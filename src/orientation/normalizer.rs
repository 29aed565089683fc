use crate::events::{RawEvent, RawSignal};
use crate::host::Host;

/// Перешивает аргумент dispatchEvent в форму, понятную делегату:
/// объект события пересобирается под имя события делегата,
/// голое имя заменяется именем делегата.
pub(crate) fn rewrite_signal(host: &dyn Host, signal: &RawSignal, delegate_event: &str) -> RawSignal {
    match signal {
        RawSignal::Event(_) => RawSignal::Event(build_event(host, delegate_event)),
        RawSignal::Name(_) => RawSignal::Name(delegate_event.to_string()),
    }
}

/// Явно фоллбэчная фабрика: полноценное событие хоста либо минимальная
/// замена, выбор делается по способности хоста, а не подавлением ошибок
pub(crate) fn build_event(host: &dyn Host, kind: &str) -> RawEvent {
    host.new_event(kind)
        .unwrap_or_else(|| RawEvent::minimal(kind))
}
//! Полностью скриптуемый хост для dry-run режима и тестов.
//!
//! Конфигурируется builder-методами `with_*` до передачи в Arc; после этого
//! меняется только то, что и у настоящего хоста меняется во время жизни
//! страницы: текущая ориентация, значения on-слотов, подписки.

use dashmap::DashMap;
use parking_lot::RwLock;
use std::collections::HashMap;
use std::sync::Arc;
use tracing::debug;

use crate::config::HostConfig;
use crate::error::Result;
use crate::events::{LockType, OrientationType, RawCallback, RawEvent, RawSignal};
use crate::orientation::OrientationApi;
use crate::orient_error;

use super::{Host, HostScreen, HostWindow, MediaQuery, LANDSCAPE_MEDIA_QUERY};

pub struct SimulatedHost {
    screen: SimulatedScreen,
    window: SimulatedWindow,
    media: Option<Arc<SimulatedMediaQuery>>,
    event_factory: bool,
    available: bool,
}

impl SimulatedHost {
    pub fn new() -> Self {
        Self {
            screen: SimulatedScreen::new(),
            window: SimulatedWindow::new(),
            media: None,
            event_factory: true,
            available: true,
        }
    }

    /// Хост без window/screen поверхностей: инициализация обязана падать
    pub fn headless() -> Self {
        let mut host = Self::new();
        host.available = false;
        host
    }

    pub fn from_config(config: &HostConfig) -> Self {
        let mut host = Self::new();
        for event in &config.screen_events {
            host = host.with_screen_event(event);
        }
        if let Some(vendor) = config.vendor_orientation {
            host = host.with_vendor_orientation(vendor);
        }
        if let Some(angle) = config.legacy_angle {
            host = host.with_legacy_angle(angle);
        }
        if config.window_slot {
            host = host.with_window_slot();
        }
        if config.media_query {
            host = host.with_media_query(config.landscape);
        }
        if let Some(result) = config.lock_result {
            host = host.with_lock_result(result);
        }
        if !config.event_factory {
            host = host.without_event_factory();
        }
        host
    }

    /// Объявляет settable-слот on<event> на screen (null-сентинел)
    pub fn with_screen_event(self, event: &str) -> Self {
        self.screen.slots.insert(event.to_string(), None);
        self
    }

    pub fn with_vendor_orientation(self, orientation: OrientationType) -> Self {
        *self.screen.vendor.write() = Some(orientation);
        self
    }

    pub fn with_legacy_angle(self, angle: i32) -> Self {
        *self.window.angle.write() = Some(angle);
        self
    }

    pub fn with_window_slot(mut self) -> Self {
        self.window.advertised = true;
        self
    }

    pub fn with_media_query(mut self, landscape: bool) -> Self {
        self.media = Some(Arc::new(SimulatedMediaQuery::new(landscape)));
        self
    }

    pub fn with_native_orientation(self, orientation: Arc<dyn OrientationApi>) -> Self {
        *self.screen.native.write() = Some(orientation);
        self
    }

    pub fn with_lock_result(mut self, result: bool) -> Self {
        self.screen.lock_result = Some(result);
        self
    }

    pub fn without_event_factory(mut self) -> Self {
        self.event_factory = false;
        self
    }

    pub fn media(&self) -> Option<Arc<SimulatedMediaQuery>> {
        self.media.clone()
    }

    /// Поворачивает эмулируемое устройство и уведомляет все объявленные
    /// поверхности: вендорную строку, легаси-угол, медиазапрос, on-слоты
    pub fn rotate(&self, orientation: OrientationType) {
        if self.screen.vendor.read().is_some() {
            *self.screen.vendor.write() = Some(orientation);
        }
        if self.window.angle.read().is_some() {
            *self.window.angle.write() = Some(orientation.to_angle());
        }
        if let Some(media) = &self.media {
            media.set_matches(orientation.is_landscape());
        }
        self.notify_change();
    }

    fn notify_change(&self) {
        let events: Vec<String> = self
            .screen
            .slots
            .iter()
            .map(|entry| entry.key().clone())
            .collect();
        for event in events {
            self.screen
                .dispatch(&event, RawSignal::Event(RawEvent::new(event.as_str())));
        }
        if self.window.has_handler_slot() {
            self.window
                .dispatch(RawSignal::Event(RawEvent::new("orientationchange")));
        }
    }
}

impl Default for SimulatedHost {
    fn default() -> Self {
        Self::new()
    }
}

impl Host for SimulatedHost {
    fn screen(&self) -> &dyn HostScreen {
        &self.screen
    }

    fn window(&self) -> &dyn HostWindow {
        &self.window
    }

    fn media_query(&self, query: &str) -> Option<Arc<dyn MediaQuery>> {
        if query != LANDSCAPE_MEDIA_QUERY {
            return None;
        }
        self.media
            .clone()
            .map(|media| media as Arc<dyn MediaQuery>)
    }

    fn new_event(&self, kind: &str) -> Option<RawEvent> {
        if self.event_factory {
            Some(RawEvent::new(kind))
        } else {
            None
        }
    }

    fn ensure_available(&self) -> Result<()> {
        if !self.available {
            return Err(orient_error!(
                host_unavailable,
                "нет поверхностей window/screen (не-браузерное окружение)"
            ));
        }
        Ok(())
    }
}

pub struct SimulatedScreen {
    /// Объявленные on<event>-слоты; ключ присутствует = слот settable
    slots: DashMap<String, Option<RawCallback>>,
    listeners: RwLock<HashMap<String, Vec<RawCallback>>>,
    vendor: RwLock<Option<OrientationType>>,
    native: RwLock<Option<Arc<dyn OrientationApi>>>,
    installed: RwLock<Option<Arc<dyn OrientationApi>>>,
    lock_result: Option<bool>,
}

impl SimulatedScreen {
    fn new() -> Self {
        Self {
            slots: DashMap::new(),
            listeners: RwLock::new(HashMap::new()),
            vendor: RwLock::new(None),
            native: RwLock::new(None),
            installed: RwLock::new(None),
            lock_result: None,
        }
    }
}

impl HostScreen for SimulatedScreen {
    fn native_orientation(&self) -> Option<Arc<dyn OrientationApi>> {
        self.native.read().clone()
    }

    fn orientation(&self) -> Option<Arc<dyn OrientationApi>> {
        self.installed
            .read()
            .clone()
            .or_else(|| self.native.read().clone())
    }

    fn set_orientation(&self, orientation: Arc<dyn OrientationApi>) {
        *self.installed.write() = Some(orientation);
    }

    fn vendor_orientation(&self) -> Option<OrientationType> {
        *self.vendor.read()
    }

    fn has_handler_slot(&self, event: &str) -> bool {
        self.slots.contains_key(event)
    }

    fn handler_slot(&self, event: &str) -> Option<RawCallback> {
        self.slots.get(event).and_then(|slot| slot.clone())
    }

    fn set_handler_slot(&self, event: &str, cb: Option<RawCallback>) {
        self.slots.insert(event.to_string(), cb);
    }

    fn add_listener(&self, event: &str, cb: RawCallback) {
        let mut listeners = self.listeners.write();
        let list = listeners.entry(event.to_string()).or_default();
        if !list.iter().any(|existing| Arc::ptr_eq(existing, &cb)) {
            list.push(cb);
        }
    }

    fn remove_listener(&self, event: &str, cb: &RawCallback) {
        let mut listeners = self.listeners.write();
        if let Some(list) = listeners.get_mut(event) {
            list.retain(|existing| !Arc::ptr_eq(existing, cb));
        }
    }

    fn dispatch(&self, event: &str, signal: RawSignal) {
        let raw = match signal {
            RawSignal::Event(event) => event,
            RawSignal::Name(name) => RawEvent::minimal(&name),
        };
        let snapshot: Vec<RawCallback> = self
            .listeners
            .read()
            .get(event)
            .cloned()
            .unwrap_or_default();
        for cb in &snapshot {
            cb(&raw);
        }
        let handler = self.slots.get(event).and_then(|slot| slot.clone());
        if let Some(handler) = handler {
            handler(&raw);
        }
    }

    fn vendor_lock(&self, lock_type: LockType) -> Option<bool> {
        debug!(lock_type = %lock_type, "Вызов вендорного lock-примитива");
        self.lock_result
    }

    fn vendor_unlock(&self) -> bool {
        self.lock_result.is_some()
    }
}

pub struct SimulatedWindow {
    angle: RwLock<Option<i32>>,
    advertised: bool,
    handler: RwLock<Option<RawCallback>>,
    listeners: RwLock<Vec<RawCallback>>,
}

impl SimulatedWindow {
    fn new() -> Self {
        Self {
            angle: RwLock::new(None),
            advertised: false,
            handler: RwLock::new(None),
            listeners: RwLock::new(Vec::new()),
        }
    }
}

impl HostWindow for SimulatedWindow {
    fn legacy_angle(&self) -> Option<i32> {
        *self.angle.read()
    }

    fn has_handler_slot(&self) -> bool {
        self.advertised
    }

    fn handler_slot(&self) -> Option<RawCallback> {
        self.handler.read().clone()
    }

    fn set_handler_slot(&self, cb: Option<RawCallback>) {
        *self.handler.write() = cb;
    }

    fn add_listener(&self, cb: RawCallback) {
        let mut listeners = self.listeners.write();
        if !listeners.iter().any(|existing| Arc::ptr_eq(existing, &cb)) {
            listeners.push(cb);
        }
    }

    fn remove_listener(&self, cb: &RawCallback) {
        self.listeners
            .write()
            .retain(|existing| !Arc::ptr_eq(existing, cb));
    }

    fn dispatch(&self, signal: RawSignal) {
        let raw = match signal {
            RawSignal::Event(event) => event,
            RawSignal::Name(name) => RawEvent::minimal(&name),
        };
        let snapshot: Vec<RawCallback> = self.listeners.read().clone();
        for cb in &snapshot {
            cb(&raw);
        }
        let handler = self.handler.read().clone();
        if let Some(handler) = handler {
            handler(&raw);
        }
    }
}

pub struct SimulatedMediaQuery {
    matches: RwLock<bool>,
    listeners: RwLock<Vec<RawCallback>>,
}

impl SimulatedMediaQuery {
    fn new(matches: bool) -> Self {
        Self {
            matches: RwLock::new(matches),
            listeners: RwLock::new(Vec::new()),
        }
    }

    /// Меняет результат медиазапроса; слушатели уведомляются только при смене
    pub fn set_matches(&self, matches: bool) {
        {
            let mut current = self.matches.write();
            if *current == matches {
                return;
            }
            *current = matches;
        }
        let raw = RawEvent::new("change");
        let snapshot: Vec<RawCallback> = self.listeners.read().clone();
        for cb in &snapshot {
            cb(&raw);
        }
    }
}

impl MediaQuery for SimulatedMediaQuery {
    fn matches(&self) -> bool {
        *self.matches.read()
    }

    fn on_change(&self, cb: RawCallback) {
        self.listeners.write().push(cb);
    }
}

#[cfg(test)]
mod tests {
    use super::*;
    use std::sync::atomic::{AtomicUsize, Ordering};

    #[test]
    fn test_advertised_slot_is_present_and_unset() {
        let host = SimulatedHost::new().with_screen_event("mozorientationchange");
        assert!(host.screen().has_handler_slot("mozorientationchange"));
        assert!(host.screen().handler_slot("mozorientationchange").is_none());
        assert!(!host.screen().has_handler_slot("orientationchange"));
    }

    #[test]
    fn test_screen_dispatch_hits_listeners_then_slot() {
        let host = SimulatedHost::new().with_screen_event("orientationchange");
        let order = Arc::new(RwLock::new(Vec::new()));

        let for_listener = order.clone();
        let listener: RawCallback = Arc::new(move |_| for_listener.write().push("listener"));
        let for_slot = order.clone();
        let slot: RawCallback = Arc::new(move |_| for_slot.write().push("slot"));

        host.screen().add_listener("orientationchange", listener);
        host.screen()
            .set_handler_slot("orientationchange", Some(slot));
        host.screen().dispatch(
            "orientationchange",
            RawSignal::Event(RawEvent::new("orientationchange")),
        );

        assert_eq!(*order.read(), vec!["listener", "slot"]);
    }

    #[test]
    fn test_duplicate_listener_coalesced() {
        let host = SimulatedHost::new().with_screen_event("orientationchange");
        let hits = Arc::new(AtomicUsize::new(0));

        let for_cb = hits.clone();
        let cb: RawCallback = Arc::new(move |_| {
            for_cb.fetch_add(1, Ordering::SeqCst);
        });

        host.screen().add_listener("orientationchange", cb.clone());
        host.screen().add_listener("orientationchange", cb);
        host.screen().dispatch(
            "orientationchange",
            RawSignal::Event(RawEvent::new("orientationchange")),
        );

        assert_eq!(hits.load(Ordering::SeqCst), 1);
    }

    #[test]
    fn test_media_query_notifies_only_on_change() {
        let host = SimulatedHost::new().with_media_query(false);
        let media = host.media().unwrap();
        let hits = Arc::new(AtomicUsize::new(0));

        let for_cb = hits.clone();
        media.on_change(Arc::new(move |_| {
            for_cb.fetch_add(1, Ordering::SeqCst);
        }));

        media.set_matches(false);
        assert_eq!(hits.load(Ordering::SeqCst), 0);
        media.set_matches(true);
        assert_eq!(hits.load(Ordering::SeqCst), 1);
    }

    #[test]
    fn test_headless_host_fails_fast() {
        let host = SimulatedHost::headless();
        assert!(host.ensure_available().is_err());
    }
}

===============

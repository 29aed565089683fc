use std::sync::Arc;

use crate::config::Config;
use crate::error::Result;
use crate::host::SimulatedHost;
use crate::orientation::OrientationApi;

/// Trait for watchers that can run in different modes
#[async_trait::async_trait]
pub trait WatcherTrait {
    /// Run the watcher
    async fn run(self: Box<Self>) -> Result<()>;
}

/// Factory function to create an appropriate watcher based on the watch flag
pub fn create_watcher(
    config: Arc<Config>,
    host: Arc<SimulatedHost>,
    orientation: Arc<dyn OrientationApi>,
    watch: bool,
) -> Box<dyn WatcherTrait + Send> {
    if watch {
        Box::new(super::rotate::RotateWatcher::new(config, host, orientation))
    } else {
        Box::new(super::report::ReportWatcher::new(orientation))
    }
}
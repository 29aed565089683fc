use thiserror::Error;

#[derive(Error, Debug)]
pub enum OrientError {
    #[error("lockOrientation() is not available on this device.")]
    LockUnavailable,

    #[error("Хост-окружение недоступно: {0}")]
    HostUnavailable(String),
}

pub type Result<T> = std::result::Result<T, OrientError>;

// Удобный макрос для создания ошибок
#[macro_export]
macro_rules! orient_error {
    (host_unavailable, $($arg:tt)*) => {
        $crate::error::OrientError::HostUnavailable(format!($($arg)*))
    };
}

===============

Look above for the line holding "filename src/orientation/normalizer.rs" and the line holding "pub(crate) fn rewrite_signal(host: &dyn". Retype both, and every line between them, word for word and nothing else.

**Exercise result:**
filename src/orientation/normalizer.rs
repository 29aed565089683fc
use crate::events::{RawEvent, RawSignal};
use crate::host::Host;

/// Перешивает аргумент dispatchEvent в форму, понятную делегату:
/// объект события пересобирается под имя события делегата,
/// голое имя заменяется именем делегата.
pub(crate) fn rewrite_signal(host: &dyn Host, signal: &RawSignal, delegate_event: &str) -> RawSignal {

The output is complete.